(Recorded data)
- Opening Delimiter -

//! Narrative state store: the aggregate root for one story session.

use super::fact::{Fact, Item};
use super::inconsistency::{BannedObject, Inconsistency, ViolationKind};
use super::world::{Character, World};
use crate::extract::AnalysisReport;
use serde::{Deserialize, Serialize};

/// One completed turn: the user's input and the generated continuation.
#[derive(Debug, Clone, PartialEq, Eq, Serialize, Deserialize)]
pub struct TurnRecord {
    pub user: String,
    pub assistant: String,
}

/// What a single merge added to the state.
#[derive(Debug, Clone, Copy, Default, PartialEq, Eq)]
pub struct MergeSummary {
    pub facts_added: usize,
    pub items_added: usize,
    /// Proposed items dropped because the name was already known.
    pub items_skipped: usize,
    pub inconsistencies_added: usize,
}

impl MergeSummary {
    /// Whether the merge changed nothing.
    pub fn is_empty(&self) -> bool {
        self.facts_added == 0 && self.items_added == 0 && self.inconsistencies_added == 0
    }
}

/// The running narrative memory of a story session.
#[derive(Debug, Clone, PartialEq, Serialize, Deserialize)]
pub struct NarrativeState {
    world: World,
    characters: Vec<Character>,
    #[serde(default)]
    items: Vec<Item>,
    #[serde(default)]
    facts: Vec<Fact>,
    #[serde(default)]
    history: Vec<TurnRecord>,
    #[serde(default)]
    inconsistencies: Vec<Inconsistency>,
}

impl NarrativeState {
    /// Create a state from a world, a cast and seed fact descriptions.
    ///
    /// Seed facts are numbered from 1 and stamped with turn 0.
    pub fn new<I, S>(world: World, characters: Vec<Character>, initial_facts: I) -> Self
    where
        I: IntoIterator<Item = S>,
        S: Into<String>,
    {
        let mut state = Self {
            world,
            characters,
            items: Vec::new(),
            facts: Vec::new(),
            history: Vec::new(),
            inconsistencies: Vec::new(),
        };
        for description in initial_facts {
            state.record_fact(description, 0);
        }
        state
    }

    // =========================================================================
    // Accessors
    // =========================================================================

    pub fn world(&self) -> &World {
        &self.world
    }

    pub fn characters(&self) -> &[Character] {
        &self.characters
    }

    pub fn items(&self) -> &[Item] {
        &self.items
    }

    pub fn facts(&self) -> &[Fact] {
        &self.facts
    }

    pub fn inconsistencies(&self) -> &[Inconsistency] {
        &self.inconsistencies
    }

    pub fn history(&self) -> &[TurnRecord] {
        &self.history
    }

    /// Number of completed turns.
    pub fn turn_count(&self) -> usize {
        self.history.len()
    }

    /// Id of the turn about to be appended.
    pub fn next_turn_id(&self) -> usize {
        self.history.len()
    }

    /// Find an item by exact name.
    pub fn find_item(&self, name: &str) -> Option<&Item> {
        self.items.iter().find(|item| item.name == name)
    }

    /// The `n` most recent facts, oldest first.
    pub fn recent_facts(&self, n: usize) -> &[Fact] {
        tail(&self.facts, n)
    }

    /// The `n` most recent inconsistencies, oldest first.
    pub fn recent_inconsistencies(&self, n: usize) -> &[Inconsistency] {
        tail(&self.inconsistencies, n)
    }

    /// The `n` most recently deduced implicit rules, oldest first.
    pub fn recent_implicit_rules(&self, n: usize) -> &[String] {
        tail(&self.world.implicit_rules, n)
    }

    /// Object categories banned by every anachronism recorded so far.
    ///
    /// De-duplicated, in order of first detection.
    pub fn banned_objects(&self) -> Vec<BannedObject> {
        let mut banned = Vec::new();
        for inconsistency in &self.inconsistencies {
            if inconsistency.kind != ViolationKind::Anachronism {
                continue;
            }
            for object in inconsistency.banned_objects() {
                if !banned.contains(&object) {
                    banned.push(object);
                }
            }
        }
        banned
    }

    // =========================================================================
    // Mutation
    // =========================================================================

    /// Append a fact, assigning the next id.
    pub fn record_fact(&mut self, description: impl Into<String>, turn: usize) -> &Fact {
        let id = self.facts.len() + 1;
        self.facts.push(Fact {
            id,
            description: description.into(),
            turn_created: turn,
        });
        &self.facts[id - 1]
    }

    /// Record an item unless one with the same name exists.
    ///
    /// Returns `false` when the item was already known.
    pub fn record_item(
        &mut self,
        name: impl Into<String>,
        location: impl Into<String>,
        status: impl Into<String>,
        turn: usize,
    ) -> bool {
        let name = name.into();
        if self.find_item(&name).is_some() {
            return false;
        }
        self.items.push(Item {
            name,
            location: location.into(),
            status: status.into(),
            discovered_turn: turn,
        });
        true
    }

    /// Append an inconsistency found in `fragment`.
    pub fn record_inconsistency(
        &mut self,
        kind: ViolationKind,
        description: impl Into<String>,
        fragment: &str,
        turn: usize,
    ) {
        self.inconsistencies
            .push(Inconsistency::new(turn, kind, description, fragment));
    }

    /// Append a deduced world rule.
    pub fn add_implicit_rule(&mut self, rule: impl Into<String>) {
        self.world.implicit_rules.push(rule.into());
    }

    /// Append a completed turn to the history.
    pub fn append_turn(&mut self, user: impl Into<String>, assistant: impl Into<String>) {
        self.history.push(TurnRecord {
            user: user.into(),
            assistant: assistant.into(),
        });
    }

    /// Merge a parsed analysis of `fragment` into the state.
    ///
    /// Facts and violations are appended in parse order; items are added
    /// only when no item with the same name exists yet.
    pub fn merge_analysis(
        &mut self,
        report: &AnalysisReport,
        fragment: &str,
        turn: usize,
    ) -> MergeSummary {
        let mut summary = MergeSummary::default();

        for violation in &report.violations {
            self.record_inconsistency(violation.kind, &violation.description, fragment, turn);
            summary.inconsistencies_added += 1;
        }

        for description in &report.facts {
            self.record_fact(description, turn);
            summary.facts_added += 1;
        }

        for item in &report.items {
            if self.record_item(&item.name, &item.location, &item.status, turn) {
                summary.items_added += 1;
            } else {
                summary.items_skipped += 1;
            }
        }

        summary
    }

    /// Full story transcript, one block per turn.
    pub fn story_text(&self) -> String {
        self.history
            .iter()
            .enumerate()
            .map(|(i, turn)| format!("=== Turn {} ===\n{}\n", i + 1, turn.assistant))
            .collect::<Vec<_>>()
            .join("\n")
    }
}

fn tail<T>(items: &[T], n: usize) -> &[T] {
    &items[items.len().saturating_sub(n)..]
}
//! Narrative memory for story consistency.
//!
//! This module holds the running state of one story session: the world and
//! its rules, the cast, the objects that have appeared, the facts established
//! so far, the inconsistencies detected in generated text, and the turn
//! history.
//!
//! ## Architecture
//!
//! ```text
//! ┌──────────────────────────────────────────────────────────┐
//! │                     NarrativeState                       │
//! │                                                          │
//! │  ┌──────────┐  ┌────────────┐  ┌──────────────────────┐  │
//! │  │ World    │  │ Characters │  │ Items (unique name)  │  │
//! │  └──────────┘  └────────────┘  └──────────────────────┘  │
//! │  ┌──────────┐  ┌─────────────────┐  ┌────────────────┐   │
//! │  │ Facts    │  │ Inconsistencies │  │ Turn history   │   │
//! │  └──────────┘  └─────────────────┘  └────────────────┘   │
//! └──────────────────────────────────────────────────────────┘
//! ```
//!
//! Facts, inconsistencies and history are append-only. Items are keyed by
//! name and never updated once recorded.

mod fact;
mod inconsistency;
mod store;
mod world;

pub use fact::{Fact, Item};
pub use inconsistency::{BannedObject, Inconsistency, ViolationKind, SNIPPET_CHARS};
pub use store::{MergeSummary, NarrativeState, TurnRecord};
pub use world::{Character, World};
//! Parser for the extractor's sectioned analysis replies.
//!
//! The reply is plain text with three headed lists:
//!
//! ```text
//! FACTS:
//! - Li Wei finds the thief's trail
//! OBJECTS:
//! - Jade seal | thief | stolen
//! VIOLATIONS:
//! - ANACHRONISM: a spyglass in 1380
//! ```
//!
//! Parsing never touches the narrative state; it only produces an
//! [`AnalysisReport`].

use crate::memory::ViolationKind;

/// Status given to objects reported without one.
pub const DEFAULT_ITEM_STATUS: &str = "mentioned";

/// Location given to objects reported without one.
pub const UNKNOWN_LOCATION: &str = "unknown";

/// Which list the parser is currently reading.
#[derive(Debug, Clone, Copy, PartialEq, Eq)]
pub enum Section {
    Facts,
    Objects,
    Violations,
}

impl Section {
    /// Detect a section header on a non-bullet line.
    fn from_header(line: &str) -> Option<Self> {
        let upper = line.to_uppercase();
        if upper.contains("FACTS:") || upper.contains("FATTI:") {
            Some(Section::Facts)
        } else if upper.contains("OBJECTS:") || upper.contains("OGGETTI:") {
            Some(Section::Objects)
        } else if upper.contains("VIOLATIONS") || upper.contains("VIOLAZIONI") {
            Some(Section::Violations)
        } else {
            None
        }
    }
}

/// An object the analysis proposes adding.
#[derive(Debug, Clone, PartialEq, Eq)]
pub struct ItemProposal {
    pub name: String,
    pub location: String,
    pub status: String,
}

impl ItemProposal {
    pub fn new(
        name: impl Into<String>,
        location: impl Into<String>,
        status: impl Into<String>,
    ) -> Self {
        Self {
            name: name.into(),
            location: location.into(),
            status: status.into(),
        }
    }

    /// Parse a `name | location | status` bullet; missing fields get defaults.
    fn parse(content: &str) -> Option<Self> {
        let fields: Vec<&str> = content.split('|').map(str::trim).collect();
        let name = fields.first().copied().unwrap_or_default();
        if name.is_empty() {
            return None;
        }
        let location = fields
            .get(1)
            .copied()
            .filter(|l| !l.is_empty())
            .unwrap_or(UNKNOWN_LOCATION);
        let status = fields
            .get(2)
            .copied()
            .filter(|s| !s.is_empty())
            .unwrap_or(DEFAULT_ITEM_STATUS);
        Some(Self::new(name, location, status))
    }
}

/// A violation the analysis reported.
#[derive(Debug, Clone, PartialEq, Eq)]
pub struct ViolationProposal {
    pub kind: ViolationKind,
    /// The full bullet text.
    pub description: String,
}

/// Everything parsed from one analysis reply, in reply order.
#[derive(Debug, Clone, Default, PartialEq, Eq)]
pub struct AnalysisReport {
    pub facts: Vec<String>,
    pub items: Vec<ItemProposal>,
    pub violations: Vec<ViolationProposal>,
}

impl AnalysisReport {
    pub fn is_empty(&self) -> bool {
        self.facts.is_empty() && self.items.is_empty() && self.violations.is_empty()
    }
}

/// Parse an analysis reply.
///
/// Returns `None` when the reply contains no section header at all.
pub fn parse_analysis(text: &str) -> Option<AnalysisReport> {
    let mut report = AnalysisReport::default();
    let mut section: Option<Section> = None;
    let mut saw_header = false;

    for raw in text.lines() {
        let line = raw.trim();
        if line.is_empty() {
            continue;
        }

        let Some(content) = bullet_content(line) else {
            if let Some(next) = Section::from_header(line) {
                section = Some(next);
                saw_header = true;
            }
            continue;
        };
        if content.is_empty() || is_none_sentinel(content) {
            continue;
        }

        match section {
            Some(Section::Facts) => report.facts.push(content.to_string()),
            Some(Section::Objects) => {
                if let Some(item) = ItemProposal::parse(content) {
                    if !report.items.iter().any(|i| i.name == item.name) {
                        report.items.push(item);
                    }
                }
            }
            Some(Section::Violations) => report.violations.push(ViolationProposal {
                kind: ViolationKind::classify(content),
                description: content.to_string(),
            }),
            None => {}
        }
    }

    saw_header.then_some(report)
}

/// Text after a `-` or `•` bullet marker, if the line is a bullet.
fn bullet_content(line: &str) -> Option<&str> {
    line.strip_prefix('-')
        .or_else(|| line.strip_prefix('•'))
        .map(str::trim)
}

/// Leading markers of a bullet that reports an empty list.
const NONE_MARKERS: &[&str] = &[
    "NONE",
    "NESSUNA",
    "NESSUNO",
    "NO VIOLATIONS",
    "NO VIOLATION",
    "NO NEW",
];

/// Whether a bullet says "nothing here" instead of naming an entry.
///
/// Only the start of the bullet counts, so an entry that merely uses the
/// word "none" is kept.
fn is_none_sentinel(content: &str) -> bool {
    let normalized = content
        .trim()
        .trim_end_matches(|c: char| c.is_ascii_punctuation())
        .to_uppercase();
    NONE_MARKERS.iter().any(|marker| {
        normalized
            .strip_prefix(marker)
            .is_some_and(|rest| rest.is_empty() || !rest.starts_with(char::is_alphanumeric))
    })
}

#[cfg(test)]
mod tests {
    use super::*;

    #[test]
    fn test_parses_all_sections() {
        let reply = "\
FACTS:
- Li Wei finds the thief's trail
- The monastery bell rings at dawn

OBJECTS:
- Jade seal | thief | stolen
- Bronze mirror | Mei Lin

VIOLATIONS:
- ANACHRONISM: Lin Yao uses a spyglass
";
        let report = parse_analysis(reply).unwrap();

        assert_eq!(report.facts.len(), 2);
        assert_eq!(report.facts[0], "Li Wei finds the thief's trail");
        assert_eq!(report.items[0], ItemProposal::new("Jade seal", "thief", "stolen"));
        assert_eq!(
            report.items[1],
            ItemProposal::new("Bronze mirror", "Mei Lin", "mentioned")
        );
        assert_eq!(report.violations.len(), 1);
        assert_eq!(report.violations[0].kind, ViolationKind::Anachronism);
        assert_eq!(
            report.violations[0].description,
            "ANACHRONISM: Lin Yao uses a spyglass"
        );
    }

    #[test]
    fn test_italian_headers_and_bullets() {
        let reply = "\
FATTI:
• Zhao tradisce il monastero
OGGETTI:
• Pergamena
VIOLAZIONI:
• ANACRONISMO: riferimento a un cannocchiale
";
        let report = parse_analysis(reply).unwrap();
        assert_eq!(report.facts, vec!["Zhao tradisce il monastero"]);
        assert_eq!(
            report.items,
            vec![ItemProposal::new("Pergamena", "unknown", "mentioned")]
        );
        assert_eq!(report.violations[0].kind, ViolationKind::Anachronism);
    }

    #[test]
    fn test_none_sentinel_is_skipped() {
        let reply = "FACTS:\n- A\nVIOLATIONS:\n- NONE\n- Nessuna violazione";
        let report = parse_analysis(reply).unwrap();
        assert!(report.violations.is_empty());
    }

    #[test]
    fn test_none_must_be_a_whole_word() {
        let reply = "VIOLATIONS:\n- CONTRADICTION: nonetheless the gate was open";
        let report = parse_analysis(reply).unwrap();
        assert_eq!(report.violations.len(), 1);
        assert_eq!(report.violations[0].kind, ViolationKind::Contradiction);
    }

    #[test]
    fn test_violation_mentioning_none_is_kept() {
        let reply = "\
VIOLATIONS:
- CONTRADICTION: Li Wei said none of the monks survived, yet Mei Lin speaks in this scene
- ANACHRONISM: a pocket watch, none existed in 1380
";
        let report = parse_analysis(reply).unwrap();
        assert_eq!(report.violations.len(), 2);
        assert_eq!(report.violations[0].kind, ViolationKind::Contradiction);
        assert_eq!(report.violations[1].kind, ViolationKind::Anachronism);
    }

    #[test]
    fn test_no_violations_phrasing_is_skipped() {
        let reply = "VIOLATIONS:\n- No violations found.\n- None.\n- Nessuna.";
        let report = parse_analysis(reply).unwrap();
        assert!(report.violations.is_empty());
    }

    #[test]
    fn test_none_bullets_skipped_in_facts_and_objects() {
        let reply = "FACTS:\n- None\nOBJECTS:\n- NONE\n- Nonesuch lantern | Zhao";
        let report = parse_analysis(reply).unwrap();
        assert!(report.facts.is_empty());
        assert_eq!(
            report.items,
            vec![ItemProposal::new("Nonesuch lantern", "Zhao", "mentioned")]
        );
    }

    #[test]
    fn test_empty_bullets_ignored() {
        let reply = "FACTS:\n-\n- \n- Real fact";
        let report = parse_analysis(reply).unwrap();
        assert_eq!(report.facts, vec!["Real fact"]);
    }

    #[test]
    fn test_bullet_mentioning_header_word_stays_in_section() {
        let reply = "FACTS:\n- Zhao lists the objects: sword and seal";
        let report = parse_analysis(reply).unwrap();
        assert_eq!(report.facts.len(), 1);
        assert!(report.items.is_empty());
    }

    #[test]
    fn test_duplicate_items_in_one_reply() {
        let reply = "OBJECTS:\n- Scroll | Mei Lin | intact\n- Scroll | Zhao | burned";
        let report = parse_analysis(reply).unwrap();
        assert_eq!(report.items.len(), 1);
        assert_eq!(report.items[0].location, "Mei Lin");
    }

    #[test]
    fn test_bullets_before_any_header_ignored() {
        let reply = "- stray\nFACTS:\n- kept";
        let report = parse_analysis(reply).unwrap();
        assert_eq!(report.facts, vec!["kept"]);
    }

    #[test]
    fn test_unstructured_reply() {
        assert!(parse_analysis("I cannot analyze this text.").is_none());
        assert!(parse_analysis("").is_none());
    }

    #[test]
    fn test_unknown_violation_kind() {
        let reply = "VIOLATIONS:\n- The tone shifts oddly";
        let report = parse_analysis(reply).unwrap();
        assert_eq!(report.violations[0].kind, ViolationKind::Other);
    }
}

- Closing Delimiter -

*TASK GOAL*: Read each line of the data and count the ones that include "deduced", answering with the number alone.

*EXPECTED ANSWER*: 2